▶ _EXERCISE DETAILS_: Look below for the line that has "pub mod decode;". Set down the lines from there through the line that has "#[derive(Subcommand, Debug)]", exactly as written.

▶ _THE DATA_:
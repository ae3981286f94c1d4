//! Delivery boundary
//!
//! Hands a finished WAVE file to the user under its generated name.

use std::fs::{self, OpenOptions};
use std::io::{ErrorKind, Write};
use std::path::{Path, PathBuf};

use serde::Serialize;
use sha2::{Digest, Sha256};

use crate::error::{Result, WavrecError};
use crate::wav::WaveFile;

/// Highest numeric suffix tried before giving up on a free filename
const MAX_NAME_ATTEMPTS: u32 = 1000;

/// Where and what was delivered
#[derive(Debug, Clone, PartialEq, Eq, Serialize)]
pub struct DeliveryReceipt {
    /// Delivery location (a filesystem path for directory delivery)
    pub location: String,
    /// Final filename, which may carry a collision suffix
    pub filename: String,
    /// File size in bytes
    pub size_bytes: usize,
    /// Hex SHA-256 of the delivered bytes
    pub sha256: String,
}

impl DeliveryReceipt {
    /// Build a receipt for `wave`, hashing its contents
    pub fn new(location: impl Into<String>, filename: impl Into<String>, wave: &WaveFile) -> Self {
        Self {
            location: location.into(),
            filename: filename.into(),
            size_bytes: wave.len(),
            sha256: sha256_hex(wave.as_bytes()),
        }
    }
}

/// Hex-encoded SHA-256 digest
pub fn sha256_hex(bytes: &[u8]) -> String {
    format!("{:x}", Sha256::digest(bytes))
}

/// Exposes a finished recording to the user
pub trait FileDelivery: Send {
    fn deliver(&mut self, wave: &WaveFile, filename: &str) -> Result<DeliveryReceipt>;
}

/// Writes recordings into a directory
///
/// Existing files are never overwritten: a clashing name gets a `_1`,
/// `_2`, ... suffix before the extension.
#[derive(Debug, Clone)]
pub struct DirectoryDelivery {
    dir: PathBuf,
}

impl DirectoryDelivery {
    /// Deliver into `dir`, creating it on first use
    pub fn new(dir: impl Into<PathBuf>) -> Self {
        Self { dir: dir.into() }
    }

    /// Target directory
    pub fn dir(&self) -> &Path {
        &self.dir
    }

    fn candidate(&self, filename: &str, attempt: u32) -> (String, PathBuf) {
        let name = if attempt == 0 {
            filename.to_string()
        } else {
            let (stem, ext) = match filename.rsplit_once('.') {
                Some((stem, ext)) if !stem.is_empty() => (stem, format!(".{}", ext)),
                _ => (filename, String::new()),
            };
            format!("{}_{}{}", stem, attempt, ext)
        };
        let path = self.dir.join(&name);
        (name, path)
    }
}

impl FileDelivery for DirectoryDelivery {
    fn deliver(&mut self, wave: &WaveFile, filename: &str) -> Result<DeliveryReceipt> {
        fs::create_dir_all(&self.dir).map_err(|e| WavrecError::DeliveryError {
            path: self.dir.clone(),
            source: e,
        })?;

        for attempt in 0..MAX_NAME_ATTEMPTS {
            let (name, path) = self.candidate(filename, attempt);

            // create_new makes the existence check and the create atomic
            let mut file = match OpenOptions::new().write(true).create_new(true).open(&path) {
                Ok(file) => file,
                Err(e) if e.kind() == ErrorKind::AlreadyExists => continue,
                Err(e) => return Err(WavrecError::DeliveryError { path, source: e }),
            };

            let written = file.write_all(wave.as_bytes()).and_then(|_| file.sync_all());
            drop(file);
            discard_on_error(&path, written)?;

            log::info!("Delivered {} ({} bytes)", path.display(), wave.len());
            return Ok(DeliveryReceipt::new(
                path.display().to_string(),
                name,
                wave,
            ));
        }

        let (_, path) = self.candidate(filename, 0);
        Err(WavrecError::DeliveryError {
            path,
            source: std::io::Error::new(
                ErrorKind::AlreadyExists,
                format!("no free name after {} attempts", MAX_NAME_ATTEMPTS),
            ),
        })
    }
}

/// Remove a freshly created `path` when writing it failed
///
/// A truncated recording must not stay behind under the name the user
/// will look for.
fn discard_on_error(path: &Path, written: std::io::Result<()>) -> Result<()> {
    let Err(source) = written else {
        return Ok(());
    };

    if let Err(e) = fs::remove_file(path) {
        log::warn!("Could not remove partial file {}: {}", path.display(), e);
    }
    Err(WavrecError::DeliveryError {
        path: path.to_path_buf(),
        source,
    })
}

/// Keeps delivered recordings in memory
#[derive(Debug, Clone, Default)]
pub struct MemoryDelivery {
    delivered: Vec<(String, WaveFile)>,
}

impl MemoryDelivery {
    pub fn new() -> Self {
        Self::default()
    }

    /// Everything delivered so far, oldest first
    pub fn delivered(&self) -> &[(String, WaveFile)] {
        &self.delivered
    }
}

impl FileDelivery for MemoryDelivery {
    fn deliver(&mut self, wave: &WaveFile, filename: &str) -> Result<DeliveryReceipt> {
        self.delivered.push((filename.to_string(), wave.clone()));
        Ok(DeliveryReceipt::new(
            format!("memory:{}", self.delivered.len() - 1),
            filename,
            wave,
        ))
    }
}
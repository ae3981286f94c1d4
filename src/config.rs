//! Recorder configuration
//!
//! Loaded from a JSON file; every field is optional and falls back to the
//! defaults below.

use std::fs;
use std::path::{Path, PathBuf};

use serde::{Deserialize, Serialize};

use crate::error::{Result, WavrecError};
use crate::session::naming::DEFAULT_LABEL;

/// Default size of the pieces a file capture is split into
pub const DEFAULT_CHUNK_SIZE: usize = 64 * 1024;

/// Which pipeline stages are enabled, and where output goes
#[derive(Debug, Clone, PartialEq, Eq, Serialize, Deserialize)]
#[serde(default)]
pub struct RecorderConfig {
    /// Label used when none is entered
    pub default_label: String,

    /// Directory recordings are delivered to
    pub output_dir: PathBuf,

    /// Offer pause/resume during a take
    pub allow_pause: bool,

    /// Put the label in the filename
    pub labeled_filenames: bool,

    /// Keep the display awake while recording
    pub hold_wake_lock: bool,

    /// Resample decoded audio to this rate before encoding
    pub target_sample_rate: Option<u32>,

    /// Chunk size for file-backed capture, in bytes
    pub capture_chunk_size: usize,
}

impl Default for RecorderConfig {
    fn default() -> Self {
        Self {
            default_label: DEFAULT_LABEL.to_string(),
            output_dir: PathBuf::from("."),
            allow_pause: true,
            labeled_filenames: true,
            hold_wake_lock: true,
            target_sample_rate: None,
            capture_chunk_size: DEFAULT_CHUNK_SIZE,
        }
    }
}

impl RecorderConfig {
    /// Load and validate a JSON configuration file
    pub fn load(path: &Path) -> Result<Self> {
        let text = fs::read_to_string(path)?;
        let config: Self = serde_json::from_str(&text)?;
        config.validate(&path.display().to_string())?;
        log::debug!("Loaded configuration from {}", path.display());
        Ok(config)
    }

    /// Check values that serde cannot
    ///
    /// `origin` names where the configuration came from, for error messages.
    pub fn validate(&self, origin: &str) -> Result<()> {
        if self.capture_chunk_size == 0 {
            return Err(WavrecError::ConfigError {
                path: origin.to_string(),
                reason: "capture_chunk_size must be at least 1".to_string(),
            });
        }
        if self.target_sample_rate == Some(0) {
            return Err(WavrecError::ConfigError {
                path: origin.to_string(),
                reason: "target_sample_rate must be positive".to_string(),
            });
        }
        Ok(())
    }

    /// Pretty-printed JSON
    pub fn to_json(&self) -> Result<String> {
        Ok(serde_json::to_string_pretty(self)?)
    }
}

#[cfg(test)]
mod tests {
    use super::*;
    use pretty_assertions::assert_eq;
    use tempfile::tempdir;

    #[test]
    fn test_defaults() {
        let config = RecorderConfig::default();
        assert_eq!(config.default_label, "Unnamed");
        assert!(config.allow_pause);
        assert!(config.labeled_filenames);
        assert_eq!(config.target_sample_rate, None);
        assert!(config.validate("default").is_ok());
    }

    #[test]
    fn test_partial_file_uses_defaults() {
        let dir = tempdir().unwrap();
        let path = dir.path().join("wavrec.json");
        fs::write(&path, r#"{ "allow_pause": false, "target_sample_rate": 44100 }"#).unwrap();

        let config = RecorderConfig::load(&path).unwrap();
        assert_eq!(
            config,
            RecorderConfig {
                allow_pause: false,
                target_sample_rate: Some(44100),
                ..RecorderConfig::default()
            }
        );
    }

    #[test]
    fn test_json_round_trip() {
        let config = RecorderConfig {
            default_label: "Patient".to_string(),
            hold_wake_lock: false,
            ..RecorderConfig::default()
        };
        let parsed: RecorderConfig = serde_json::from_str(&config.to_json().unwrap()).unwrap();
        assert_eq!(parsed, config);
    }

    #[test]
    fn test_invalid_values_rejected() {
        let dir = tempdir().unwrap();
        let path = dir.path().join("bad.json");
        fs::write(&path, r#"{ "capture_chunk_size": 0 }"#).unwrap();

        let err = RecorderConfig::load(&path).unwrap_err();
        assert_eq!(err.error_code(), "CONFIG_ERROR");

        let config = RecorderConfig {
            target_sample_rate: Some(0),
            ..RecorderConfig::default()
        };
        assert!(config.validate("inline").is_err());
    }

    #[test]
    fn test_malformed_json() {
        let dir = tempdir().unwrap();
        let path = dir.path().join("broken.json");
        fs::write(&path, "{ not json").unwrap();
        assert_eq!(
            RecorderConfig::load(&path).unwrap_err().error_code(),
            "SERIALIZATION_ERROR"
        );
    }
}
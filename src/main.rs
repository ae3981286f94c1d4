//! Wavrec CLI - Audio Recorder
//!
//! Command-line interface for the Wavrec recorder core.

use anyhow::Context;
use clap::Parser;
use env_logger::Env;
use log::{debug, error};

use wavrec::cli::{commands, Cli, Commands};
use wavrec::RecorderConfig;

fn main() -> anyhow::Result<()> {
    let cli = Cli::parse();

    let default_filter = if cli.verbose { "debug" } else { "info" };
    env_logger::Builder::from_env(Env::default().default_filter_or(default_filter)).init();

    debug!("Wavrec v{}", env!("CARGO_PKG_VERSION"));

    let config = match &cli.config {
        Some(path) => RecorderConfig::load(path)
            .with_context(|| format!("loading configuration from {}", path.display()))?,
        None => RecorderConfig::default(),
    };

    match cli.command {
        Some(cmd) => handle_command(cmd, config),
        None => {
            println!("Wavrec v{}", env!("CARGO_PKG_VERSION"));
            println!("Use --help for available commands");
            Ok(())
        }
    }
}

fn handle_command(cmd: Commands, mut config: RecorderConfig) -> anyhow::Result<()> {
    let result = match cmd {
        Commands::Record {
            source,
            label,
            out_dir,
            json,
        } => {
            if let Some(dir) = out_dir {
                config.output_dir = dir;
            }
            commands::record(&config, &source, &label)
                .and_then(|report| commands::print_report(&report, json))
        }
        Commands::Encode {
            input,
            output,
            sample_rate,
        } => commands::encode_file(&input, &output, sample_rate),
        Commands::Inspect { path, json } => commands::inspect(&path, json),
        Commands::Tone {
            output,
            frequency,
            duration,
            channels,
            sample_rate,
        } => commands::tone(&output, frequency, duration, channels, sample_rate),
        Commands::List { dir } => commands::list(&dir),
        Commands::PrintConfig => commands::print_config(&config),
    };

    if let Err(e) = &result {
        error!("[{}] {}", e.error_code(), e);
        for suggestion in e.recovery_suggestions() {
            eprintln!("  - {}", suggestion);
        }
    }

    Ok(result?)
}
//! Recording Session Module
//!
//! The collaborators around the encoder and the pipeline that drives them:
//! - Capture, decode and delivery boundaries
//! - Screen wake hold
//! - Filename templating
//! - Session lifecycle and the record-to-file pipeline

pub mod capture;
pub mod decode;
pub mod delivery;
pub mod naming;
pub mod pipeline;
pub mod wake_lock;

pub use capture::{chunk_channel, AudioCapture, AudioChunk, ChunkReceiver, ChunkSender, FileCapture};
pub use decode::AudioDecoder;
pub use delivery::{DeliveryReceipt, DirectoryDelivery, FileDelivery, MemoryDelivery};
pub use naming::{format_timestamp, sanitize_label, FilenameTemplate, DEFAULT_LABEL};
pub use pipeline::{CapturedRecording, RecordingPipeline, RecordingReport, RecordingSession};
pub use wake_lock::{NoopWakeLock, WakeLock};
//! CLI Module
//!
//! Command-line interface for the Wavrec recorder.

pub mod commands;

use clap::{Parser, Subcommand};
use std::path::PathBuf;

/// Wavrec - record, encode and inspect 16-bit PCM WAVE files
#[derive(Parser, Debug)]
#[command(name = "wavrec")]
#[command(version, about, long_about = None)]
pub struct Cli {
    /// Enable verbose output
    #[arg(short, long, global = true)]
    pub verbose: bool,

    /// JSON configuration file
    #[arg(short, long, global = true)]
    pub config: Option<PathBuf>,

    #[command(subcommand)]
    pub command: Option<Commands>,
}

#[derive(Subcommand, Debug)]
pub enum Commands {
    /// Record a take from a capture source and deliver it as WAV
    #[command(name = "record")]
    Record {
        /// Audio file standing in for the microphone
        #[arg(short, long)]
        source: PathBuf,

        /// Label for the filename (blank uses the default label)
        #[arg(short, long, default_value = "")]
        label: String,

        /// Output directory (overrides the configuration)
        #[arg(short, long)]
        out_dir: Option<PathBuf>,

        /// Print the report as JSON
        #[arg(long)]
        json: bool,
    },

    /// Re-encode a WAV file as canonical 16-bit PCM
    #[command(name = "encode")]
    Encode {
        /// Input WAV file (8/16/24/32-bit int or 32-bit float)
        input: PathBuf,

        /// Output path
        #[arg(short, long)]
        output: PathBuf,

        /// Resample to this rate first
        #[arg(long)]
        sample_rate: Option<u32>,
    },

    /// Print the header of a canonical WAV file
    #[command(name = "inspect")]
    Inspect {
        /// File to inspect
        path: PathBuf,

        /// Print as JSON
        #[arg(long)]
        json: bool,
    },

    /// Write a sine test tone
    #[command(name = "tone")]
    Tone {
        /// Output path
        #[arg(short, long)]
        output: PathBuf,

        /// Frequency in Hz
        #[arg(short, long, default_value_t = 440.0)]
        frequency: f32,

        /// Duration in seconds
        #[arg(short, long, default_value_t = 1.0)]
        duration: f32,

        /// Number of channels
        #[arg(short = 'n', long, default_value_t = 1)]
        channels: usize,

        /// Sample rate in Hz
        #[arg(short = 'r', long, default_value_t = 48000)]
        sample_rate: u32,
    },

    /// List recordings in a directory
    #[command(name = "list")]
    List {
        /// Directory to scan
        dir: PathBuf,
    },

    /// Print the effective configuration
    #[command(name = "config")]
    PrintConfig,
}
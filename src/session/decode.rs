//! Decode boundary
//!
//! Turns the concatenated capture bytes into per-channel float audio.

use crate::engine::buffer::DecodedAudio;
use crate::engine::io::HoundDecoder;
use crate::error::Result;

/// Decodes a captured byte stream into `DecodedAudio`
pub trait AudioDecoder: Send {
    fn decode(&self, data: &[u8]) -> Result<DecodedAudio>;
}

impl AudioDecoder for HoundDecoder {
    fn decode(&self, data: &[u8]) -> Result<DecodedAudio> {
        self.decode_bytes(data)
    }
}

▶ _REPLY TO THE EXERCISE_:
pub mod decode;
pub mod delivery;
pub mod naming;
pub mod pipeline;
pub mod wake_lock;

pub use capture::{chunk_channel, AudioCapture, AudioChunk, ChunkReceiver, ChunkSender, FileCapture};
pub use decode::AudioDecoder;
pub use delivery::{DeliveryReceipt, DirectoryDelivery, FileDelivery, MemoryDelivery};
pub use naming::{format_timestamp, sanitize_label, FilenameTemplate, DEFAULT_LABEL};
pub use pipeline::{CapturedRecording, RecordingPipeline, RecordingReport, RecordingSession};
pub use wake_lock::{NoopWakeLock, WakeLock};
//! CLI Module
//!
//! Command-line interface for the Wavrec recorder.

pub mod commands;

use clap::{Parser, Subcommand};
use std::path::PathBuf;

/// Wavrec - record, encode and inspect 16-bit PCM WAVE files
#[derive(Parser, Debug)]
#[command(name = "wavrec")]
#[command(version, about, long_about = None)]
pub struct Cli {
    /// Enable verbose output
    #[arg(short, long, global = true)]
    pub verbose: bool,

    /// JSON configuration file
    #[arg(short, long, global = true)]
    pub config: Option<PathBuf>,

    #[command(subcommand)]
    pub command: Option<Commands>,
}

#[derive(Subcommand, Debug)]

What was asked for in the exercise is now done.